##### Information shown #####

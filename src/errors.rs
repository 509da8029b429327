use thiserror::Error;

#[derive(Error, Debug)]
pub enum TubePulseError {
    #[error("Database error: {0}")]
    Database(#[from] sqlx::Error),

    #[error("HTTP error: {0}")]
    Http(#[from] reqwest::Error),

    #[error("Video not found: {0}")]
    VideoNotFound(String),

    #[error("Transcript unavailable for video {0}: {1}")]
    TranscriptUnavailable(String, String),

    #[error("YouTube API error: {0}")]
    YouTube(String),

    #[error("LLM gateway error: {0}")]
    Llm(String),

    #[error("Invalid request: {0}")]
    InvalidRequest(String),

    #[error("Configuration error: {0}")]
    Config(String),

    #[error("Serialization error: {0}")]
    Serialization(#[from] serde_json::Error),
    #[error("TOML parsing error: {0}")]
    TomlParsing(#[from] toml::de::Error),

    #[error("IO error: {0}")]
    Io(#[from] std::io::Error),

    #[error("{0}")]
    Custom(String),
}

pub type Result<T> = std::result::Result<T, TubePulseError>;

#####

What the task asks: Gather from the entries above all lines that include the string "TubePulseError".

Output for this task:
pub enum TubePulseError {
pub type Result<T> = std::result::Result<T, TubePulseError>;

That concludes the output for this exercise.